Et si, ce qui se profile comme une période de rigueur, voire d’austérité, était finalement une opportunité pour les Outre-mer, et singulièrement la Caraïbe française de repenser l’action publique et sa géoéconomie ?
Après tout, les périodes de crise sont des moments idéaux pour se réinventer, s’adapter, et survivre. Du darwinisme 3.0 qui ne serait pas sans rappeler le bigidi, cet équilibre précaire dans le Gwo Ka, entre équilibre et verticalité. Concept développé par la danseuse et chorégraphe guadeloupéenne Léna Blou pour expliquer la résilience toute créole, et la façon dont nous, Caribéens, transformons souvent les pires difficultés en pépites.
Bien sûr, les exécutifs de nos territoires n’ont pas attendu le DPG du PM pour dire leur volonté de redéfinir les relations entre la France et les Outre-mer. Récemment, la Déclaration de Fort-de-France, sous le leadership de Serge Letchimy en a attesté. Cependant, deux ans et demi après, malgré un Comité Interministériel des Outre-mer lancé par l’ancien ministre des Outre-mer, Jean-François Carenco, l’on constate que penser les Outre-mer et prendre réellement en compte leurs spécificités, n’est pas toujours chose aisée, et cette démarche se heurte souvent au jacobinisme, à la récurrente question des normes et standards français et européens, et, bien sûr, à certains principes régaliens comme l’exclusivité de l’action diplomatique dévolue au gouvernement. Mais alors que le PM parle de “contrat de responsabilité” avec les collectivités territoriales, plutôt que d’y voir une volonté unilatérale de reprendre la main, j’y vois là une opportunité. Mais uniquement si nous faisons preuve d’ambition et de courage, et que nous osons nous penser comme des territoires forts, des atouts pour la Nation, et pas seulement comme des territoires qui cumulent les “handicaps structurels”. L’heure est enfin venue de repenser l’action publique de façon plus innovante, avec une véritable culture du résultat, mais aussi et surtout de repenser une diplomatie territoriale plus plastique et adaptée afin que notre géoéconomie puisse donner enfin sa pleine puissance.
Dans son DPG, le PM a dit souhaiter également une simplification des règles administratives pour fluidifier l’action des collectivités et réduire les obstacles causés par la complexité des normes actuelles.
Une déconcentration accrue est donc de mise, mais veillons également à aussi mieux décentraliser, en respectant justement les spécificités de chaque territoire.
En effet, la Caraïbe française, se trouve au carrefour de multiples enjeux géopolitiques et géoéconomiques.
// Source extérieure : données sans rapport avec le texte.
/*
Copyright 2025 Connor Nolan

Licensed under the Apache License, Version 2.0 (the "License");
you may not use this file except in compliance with the License.
You may obtain a copy of the License at

    http://www.apache.org/licenses/LICENSE-2.0

Unless required by applicable law or agreed to in writing, software
distributed under the License is distributed on an "AS IS" BASIS,
WITHOUT WARRANTIES OR CONDITIONS OF ANY KIND, either express or implied.
See the License for the specific language governing permissions and
limitations under the License.
*/

//! End-to-end coverage driving the full assembler -> linker pipeline
//! through the crate's public API, rather than either stage in
//! isolation.

use pegasm::assemble_and_link;
use pegasm::assembler::{AssembleOutput, AssembledSegment, Assembler};
use pegasm::errors::AssemblyError;
use pegasm::file_reader::MockFileReader;
use pegasm::isa;
use pegasm::layout::{default_layout, Layout, SegmentDecl};
use pegasm::linker::Linker;

fn assemble(source: &str) -> AssembleOutput {
    let mut asm = Assembler::new(default_layout(), vec![], MockFileReader::default());
    asm.add_input(source.to_string(), Some("t.asm".to_string()));
    asm.assemble().expect("assembly should succeed")
}

fn segment<'a>(out: &'a AssembleOutput, name: &str) -> &'a AssembledSegment {
    out.segments.iter().find(|s| s.name == name).unwrap_or_else(|| panic!("no segment {name} in output"))
}

fn link(source: &str) -> Vec<u8> {
    assemble_and_link(default_layout(), vec![], vec![(source.to_string(), Some("t.asm".to_string()))], MockFileReader::default())
        .expect("link should succeed")
}

// Minimal PEGASUS decoder used only to check round-tripping; it mirrors
// the container layout described for the linker without pulling in any
// production code, so the check is independent of how the linker itself
// wrote the bytes.
struct DecodedCmd {
    cmdtype: u16,
    payload: Vec<u8>,
}

fn decode_commands(bytes: &[u8]) -> (u16, Vec<DecodedCmd>) {
    assert_eq!(&bytes[0..8], b"\xe4PEGASUS");
    assert_eq!(&bytes[8..12], b"EAR3");
    let cmd_count = u16::from_le_bytes([bytes[12], bytes[13]]);
    let mut cmds = Vec::new();
    let mut off = 14usize;
    for _ in 0..cmd_count {
        let cmdsize = u16::from_le_bytes([bytes[off], bytes[off + 1]]) as usize;
        let cmdtype = u16::from_le_bytes([bytes[off + 2], bytes[off + 3]]);
        let payload = bytes[off + 4..off + cmdsize].to_vec();
        cmds.push(DecodedCmd { cmdtype, payload });
        off += cmdsize;
    }
    (cmd_count, cmds)
}

// --- S1-S14: full-pipeline scenarios from the spec's worked examples ----

#[test]
fn s1_bare_nop_encodes_to_ff() {
    let out = assemble("NOP\n");
    assert_eq!(segment(&out, "@TEXT").bytes, vec![0xff]);
}

#[test]
fn s2_conditional_nop_carries_its_condition_code() {
    let out = assemble("NOP.EQ\n");
    assert_eq!(segment(&out, "@TEXT").bytes, vec![0x1f]);
}

#[test]
fn s3_flag_suppressing_nop_gets_an_xc_prefix() {
    let out = assemble("NOP.NG\n");
    assert_eq!(segment(&out, "@TEXT").bytes, vec![0xc0, 0x1f]);
}

#[test]
fn s4_register_form_add_is_two_bytes() {
    let out = assemble("ADD R3, R4\n");
    assert_eq!(segment(&out, "@TEXT").bytes, vec![0xe0, 0x34]);
}

#[test]
fn s5_immediate_add_carries_the_dpc_sentinel_and_a_word() {
    let out = assemble("ADD R3, 0x1234\n");
    assert_eq!(segment(&out, "@TEXT").bytes, vec![0xe0, 0x3f, 0x34, 0x12]);
}

#[test]
fn s6_relative_branch_to_here_encodes_a_negative_offset() {
    let out = assemble(".loc 0x0100\nBRR @\n");
    assert_eq!(segment(&out, "@TEXT").bytes, vec![0xf5, 0xfd, 0xff]);
}

#[test]
fn s7_zero_increment_folds_into_add_with_zero() {
    let out = assemble("INC R4, 0\n");
    assert_eq!(segment(&out, "@TEXT").bytes, vec![0xe0, 0x40]);
}

#[test]
fn s8_push_a_mixed_register_set() {
    let out = assemble("PSH {R2-R4, R6, R8-FP, RA, RD}\n");
    assert_eq!(segment(&out, "@TEXT").bytes, vec![0xfa, 0x5c, 0x37]);
}

#[test]
fn s9_cross_register_marker_adds_an_xy_prefix() {
    let out = assemble("MOV R1, !R2\n");
    assert_eq!(segment(&out, "@TEXT").bytes, vec![isa::PREFIX_XY, 0xec, 0x12]);
}

#[test]
fn s10_passing_assert_is_silent_and_failing_assert_errors() {
    let out = assemble(".assert 1 == 1\nNOP\n");
    assert_eq!(segment(&out, "@TEXT").bytes, vec![0xff]);

    let mut asm = Assembler::new(default_layout(), vec![], MockFileReader::default());
    asm.add_input(".assert 1 == 42\n".to_string(), Some("t.asm".to_string()));
    assert!(matches!(asm.assemble(), Err(AssemblyError::AssertionFailure { .. })));
}

#[test]
fn s11_three_register_add_gets_a_dr_prefix_when_rd_differs_from_rx() {
    let out = assemble("ADD S0, A1, R10\n");
    assert_eq!(segment(&out, "@TEXT").bytes, vec![0xd7, 0xe0, 0x2a]);
}

#[test]
fn s12_signed_immediate_increments_store_val_minus_one_when_positive() {
    let out = assemble("INC R4, 8\n");
    assert_eq!(segment(&out, "@TEXT").bytes, vec![0xfc, 0x47]);

    let out = assemble("INC R4, -8\n");
    assert_eq!(segment(&out, "@TEXT").bytes, vec![0xfc, 0x48]);
}

#[test]
fn s13_control_register_read_packs_the_register_number_in_the_low_nibble() {
    let out = assemble("RDC R4, MEMBASE_R\n");
    assert_eq!(segment(&out, "@TEXT").bytes, vec![0xee, 0x48]);
}

#[test]
fn s14_reimporting_the_same_file_has_no_duplicate_effect() {
    let mut reader = MockFileReader::default();
    reader.add_file("consts.asm", "$SIZE := 4\n");
    let mut asm = Assembler::new(default_layout(), vec![], reader);
    asm.add_input(
        ".import \"consts.asm\"\n.import \"consts.asm\"\n.db $SIZE\n".to_string(),
        Some("t.asm".to_string()),
    );
    let out = asm.assemble().expect("a file imported twice is not a duplicate-definition error");
    assert_eq!(segment(&out, "@TEXT").bytes, vec![4]);
}

// --- end-to-end PEGASUS container scenarios ------------------------------

#[test]
fn p6_decoded_container_reproduces_the_segment_and_symbol_data_given_to_the_linker() {
    let bytes = link("@start:\nADD R1, R2\n.export @start\n");
    let (cmd_count, cmds) = decode_commands(&bytes);
    assert_eq!(cmd_count as usize, cmds.len());

    // One segment command per emitting segment in the default layout
    // (@PEG, @TEXT, @CONST, @DATA), one entrypoint, one symbol table.
    let segment_cmds: Vec<&DecodedCmd> = cmds.iter().filter(|c| c.cmdtype == 1).collect();
    assert_eq!(segment_cmds.len(), 4);

    let entry_cmds: Vec<&DecodedCmd> = cmds.iter().filter(|c| c.cmdtype == 2).collect();
    assert_eq!(entry_cmds.len(), 1);
    assert_eq!(entry_cmds[0].payload.len(), 15 * 2);

    let symbol_cmds: Vec<&DecodedCmd> = cmds.iter().filter(|c| c.cmdtype == 3).collect();
    assert_eq!(symbol_cmds.len(), 1);
    let count = u16::from_le_bytes([symbol_cmds[0].payload[0], symbol_cmds[0].payload[1]]);
    assert_eq!(count, 1);
}

#[test]
fn container_with_no_exports_and_no_entry_still_links() {
    let bytes = link(".segment @DATA\n.db 1, 2, 3\n");
    let (_, cmds) = decode_commands(&bytes);
    assert!(cmds.iter().all(|c| c.cmdtype != 2));
    assert!(cmds.iter().all(|c| c.cmdtype != 3));
}

#[test]
fn trailing_zero_pages_of_a_segment_are_not_written_to_the_file() {
    // `.align 0x400` after the last byte of @TEXT grows its declared
    // vmsize without adding any bytes to the assembled buffer; the
    // linker only ever writes up to the buffer's last non-zero byte,
    // so the container is the same size either way.
    let plain = link(".db 1\n").len();
    let with_trailing_align = link(".db 1\n.align 0x400\n").len();
    assert_eq!(plain, with_trailing_align);
}

#[test]
fn multi_unit_assembly_merges_segments_by_name() {
    let mut asm = Assembler::new(default_layout(), vec![], MockFileReader::default());
    asm.add_input(".segment @CONST\n.db 1\n".to_string(), Some("a.asm".to_string()));
    asm.add_input(".segment @CONST\n.db 2\n".to_string(), Some("b.asm".to_string()));
    let out = asm.assemble().unwrap();
    assert_eq!(segment(&out, "@CONST").bytes, vec![1, 2]);
}

#[test]
fn import_pulls_in_code_from_a_search_path() {
    let mut reader = MockFileReader::default();
    reader.add_file("lib/helpers.asm", "@helper:\nNOP\nRET\n");
    let search_paths = vec![std::path::PathBuf::from("lib")];
    let mut asm = Assembler::new(default_layout(), search_paths, reader);
    asm.add_input(".import \"helpers.asm\"\n@start:\nBRR @helper\n".to_string(), Some("main.asm".to_string()));
    let out = asm.assemble().expect("import should resolve via the search path");
    assert!(segment(&out, "@TEXT").bytes.len() > 1);
}

#[test]
fn undeclared_segment_reference_is_a_name_error() {
    let mut asm = Assembler::new(default_layout(), vec![], MockFileReader::default());
    asm.add_input(".segment @NOPE\nNOP\n".to_string(), Some("t.asm".to_string()));
    assert!(matches!(asm.assemble(), Err(AssemblyError::NameError { .. })));
}

#[test]
fn import_of_a_missing_file_is_an_io_error() {
    let mut asm = Assembler::new(default_layout(), vec![], MockFileReader::default());
    asm.add_input(".import \"missing.asm\"\n".to_string(), Some("t.asm".to_string()));
    assert!(matches!(asm.assemble(), Err(AssemblyError::IOError { .. })));
}

#[test]
fn value_out_of_range_for_an_8_bit_db_is_a_value_error() {
    let mut asm = Assembler::new(default_layout(), vec![], MockFileReader::default());
    asm.add_input(".db 300\n".to_string(), Some("t.asm".to_string()));
    assert!(matches!(asm.assemble(), Err(AssemblyError::ValueError { .. })));
}

#[test]
fn entrypoint_registers_reflect_the_resolved_start_label_when_linked() {
    let bytes = link("@start:\nNOP\n");
    let (_, cmds) = decode_commands(&bytes);
    let entry = cmds.iter().find(|c| c.cmdtype == 2).expect("default layout declares @start as an entrypoint");
    let pc = u16::from_le_bytes([entry.payload[13 * 2], entry.payload[13 * 2 + 1]]);
    assert_eq!(pc, 0); // @TEXT's base address in the default layout
}

// --- layout-driven linking ------------------------------------------------

fn custom_layout() -> Layout {
    Layout {
        default: "@CODE".to_string(),
        segments: vec![
            SegmentDecl {
                name: "@HDR".to_string(),
                prot: "r".to_string(),
                vmaddr: Some(0),
                vmsize: None,
                emit: true,
                header: true,
                sections: vec![],
            },
            SegmentDecl {
                name: "@CODE".to_string(),
                prot: "rx".to_string(),
                vmaddr: None,
                vmsize: None,
                emit: true,
                header: false,
                sections: vec![],
            },
        ],
        entrypoints: vec!["@entry".to_string()],
    }
}

#[test]
fn a_custom_layout_drives_segment_and_entrypoint_resolution() {
    let layout = custom_layout();
    let mut asm = Assembler::new(layout.clone(), vec![], MockFileReader::default());
    asm.add_input("@entry:\nNOP\n".to_string(), Some("t.asm".to_string()));
    let out = asm.assemble().unwrap();
    assert!(out.entry.is_some());

    let mut linker = Linker::new(&layout);
    for seg in &out.segments {
        linker.add_segment(&seg.name, seg.vmaddr, seg.vmsize, seg.bytes.clone()).unwrap();
    }
    let bytes = linker.link_binary().unwrap();
    let (_, cmds) = decode_commands(&bytes);
    assert_eq!(cmds.iter().filter(|c| c.cmdtype == 1).count(), 2);
}

#[test]
fn layout_parses_from_json_and_round_trips_through_the_linker() {
    let json = r#"{
        "default": "@CODE",
        "segments": [
            {"name": "@HDR", "prot": "r", "vmaddr": 0, "header": true},
            {"name": "@CODE", "prot": "rx"}
        ],
        "entrypoints": ["@entry"]
    }"#;
    let layout: Layout = serde_json::from_str(json).unwrap();
    let bytes = assemble_and_link(
        layout,
        vec![],
        vec![("@entry:\nNOP\n".to_string(), Some("t.asm".to_string()))],
        MockFileReader::default(),
    )
    .unwrap();
    assert_eq!(&bytes[0..8], b"\xe4PEGASUS");
}
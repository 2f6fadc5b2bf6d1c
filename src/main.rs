/*
Copyright 2025 Connor Nolan

Licensed under the Apache License, Version 2.0 (the "License");
you may not use this file except in compliance with the License.
You may obtain a copy of the License at

    http://www.apache.org/licenses/LICENSE-2.0

Unless required by applicable law or agreed to in writing, software
distributed under the License is distributed on an "AS IS" BASIS,
WITHOUT WARRANTIES OR CONDITIONS OF ANY KIND, either express or implied.
See the License for the specific language governing permissions and
limitations under the License.
*/

use std::io::{Read, Write};
use std::path::PathBuf;
use std::process::ExitCode;

use anyhow::{Context, Result};
use clap::Parser;
use log::info;

use pegasm::assembler::{AssembleOutput, Assembler};
use pegasm::file_reader::{AsmFileReader, FileReader};
use pegasm::isa;
use pegasm::layout::{default_layout, Layout};
use pegasm::linker::Linker;

/// Assembler and linker front end for EAR, producing PEGASUS containers.
#[derive(Parser)]
#[clap(version, author = "Connor Nolan")]
struct Opts {
    /// Source files to assemble, in order; "-" reads standard input.
    #[clap(required = true)]
    inputs: Vec<String>,

    /// Output path; "-" (the default) writes to standard output.
    #[clap(short, long, default_value = "-")]
    output: String,

    /// Additional import search directory; repeatable.
    #[clap(short = 'I', long = "include", value_name = "DIR")]
    search_paths: Vec<PathBuf>,

    /// JSON layout configuration; the built-in default layout is used if omitted.
    #[clap(long, value_name = "FILE")]
    layout: Option<PathBuf>,

    /// Emit a flat, headerless, page-padded concatenation of the named
    /// segments instead of a PEGASUS container; repeatable.
    #[clap(short = 's', long = "segment", value_name = "SEG")]
    segments: Vec<String>,

    /// Dump every exported global symbol's resolved value; "-" (the
    /// default when the flag is bare) writes to standard output.
    #[clap(long, value_name = "FILE", num_args = 0..=1, default_missing_value = "-")]
    dump_symbols: Option<String>,
}

fn read_input(reader: &AsmFileReader, name: &str) -> Result<String> {
    if name == "-" {
        let mut buf = String::new();
        std::io::stdin().read_to_string(&mut buf).context("reading standard input")?;
        Ok(buf)
    } else {
        reader.read_to_string(std::path::Path::new(name)).with_context(|| format!("reading {name}"))
    }
}

fn write_output(path: &str, bytes: &[u8]) -> Result<()> {
    if path == "-" {
        std::io::stdout().write_all(bytes).context("writing standard output")
    } else {
        std::fs::write(path, bytes).with_context(|| format!("writing {path}"))
    }
}

fn load_layout(path: Option<&PathBuf>) -> Result<Layout> {
    match path {
        None => Ok(default_layout()),
        Some(p) => {
            let text = std::fs::read_to_string(p).with_context(|| format!("reading layout {}", p.display()))?;
            serde_json::from_str(&text).with_context(|| format!("parsing layout {}", p.display()))
        }
    }
}

fn entry_register_index(name: &str) -> usize {
    const REGS: [&str; 15] =
        ["A0", "A1", "A2", "A3", "A4", "A5", "S0", "S1", "S2", "FP", "SP", "RA", "RD", "PC", "DPC"];
    REGS.iter().position(|r| *r == name).expect("register name is always one of the fixed 15")
}

fn flat_dump(output: &AssembleOutput, names: &[String]) -> Result<Vec<u8>> {
    let mut out = Vec::new();
    for name in names {
        let seg = output
            .segments
            .iter()
            .find(|s| &s.name == name)
            .ok_or_else(|| anyhow::anyhow!("no such segment '{name}' in assembler output"))?;
        out.extend(&seg.bytes);
        let pos = out.len() as u32;
        let pad = isa::page_ceil(pos) - pos;
        out.extend(std::iter::repeat(0u8).take(pad as usize));
    }
    Ok(out)
}

fn dump_symbols(output: &AssembleOutput, dest: &str) -> Result<()> {
    let mut text = String::new();
    for (name, value) in &output.symbols {
        text.push_str(&format!("{name} = {value:#06x}\n"));
    }
    write_output(dest, text.as_bytes())
}

fn run() -> Result<()> {
    let opts = Opts::parse();
    let layout = load_layout(opts.layout.as_ref())?;
    let reader = AsmFileReader;

    let mut asm = Assembler::new(layout.clone(), opts.search_paths.clone(), reader);
    for name in &opts.inputs {
        let source = read_input(&AsmFileReader, name)?;
        let label = if name == "-" { "<stdin>".to_string() } else { name.clone() };
        asm.add_input(source, Some(label));
    }

    let output = asm
        .assemble()
        .map_err(|e| anyhow::anyhow!(e.to_string()))
        .context("assembly failed")?;
    info!("assembled {} segment(s)", output.segments.len());

    if let Some(dest) = &opts.dump_symbols {
        dump_symbols(&output, dest)?;
    }

    let bytes = if !opts.segments.is_empty() {
        flat_dump(&output, &opts.segments)?
    } else {
        let mut linker = Linker::new(&layout);
        for seg in &output.segments {
            linker
                .add_segment(&seg.name, seg.vmaddr, seg.vmsize, seg.bytes.clone())
                .with_context(|| format!("linking segment {}", seg.name))?;
        }
        for (name, value) in &output.symbols {
            linker.add_symbol(name, *value);
        }
        if let Some((pc, dpc)) = output.entry {
            let mut overrides = [None; 15];
            overrides[entry_register_index("PC")] = Some(pc as u16);
            overrides[entry_register_index("DPC")] = Some(dpc as u16);
            linker.add_entrypoint(overrides);
        }
        linker.link_binary().context("linking failed")?
    };

    write_output(&opts.output, &bytes)?;
    Ok(())
}

fn main() -> ExitCode {
    env_logger::init();
    if let Err(err) = run() {
        for cause in err.chain() {
            eprintln!("{cause}");
        }
        return ExitCode::FAILURE;
    }
    ExitCode::SUCCESS
}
La notion de géoéconomie faisant ici référence à l’utilisation des ressources économiques, du commerce, et des relations financières comme instruments de pouvoir et d’influence dans les relations internationales, et, de facto, de coopération régionale pour nous. Chez nous, cette dynamique prend une importance cruciale en raison de la position géographique stratégique de la région, entre l’Europe, les Amériques et l’Atlantique.
Les territoires caribéens, déjà confrontés à des défis majeurs comme la vie chère, l’insularité, et les effets disproportionnés du changement climatique, sont contraints de développer des stratégies résilientes et innovantes. Ils sont, de fait, des “laboratoires du monde”, capables de proposer des solutions pionnières dans les domaines de la transition énergétique, du développement durable et de l’économie circulaire. Nos territoires ont démontré leur capacité à innover malgré des ressources limitées et une vulnérabilité exacerbée, et malgré des freins réels à l’intégration économique réelle dans la Grande Caraïbe, pour des questions statutaires, et de normes et standards, entre autres.
Teddy Bernadotte, le conseiller spécial du Président Chalus, dans une tribune publiée le 3 octobre, citait Aimé Césaire en soulignant que ce DPG devrait nous faire comprendre que “l’heure de nous-même a sonné”. Je ne saurais mieux dire.
Saint-Martin, la Guadeloupe et les autres territoires doivent également être reconnus dans leur dimension géopolitique et géoéconomique, et il nous appartient de faire preuve d’audace politique, de “penser les pays nôtres”, comme aurait pu le dire feu Cyril Serva, pour exister politiquement et géoéconomiquement en puissance !
La diplomatie territoriale, la coopération régionale, et l’extension de nos relations internationales sont des clés pour assurer la pérennité et la prospérité de générations de Caribéens français qui sont, contrairement à ce que beaucoup pensent, capables d’apporter toute l’ingénierie nécessaire à réaliser cet ambitieux projet. Il est crucial de se préparer à un dernier acte de décentralisation où la souveraineté nationale ne doit plus être un obstacle à la diplomatie territoriale et régionale. Mais cela, il faudra aller le cherche le couteau être les dents !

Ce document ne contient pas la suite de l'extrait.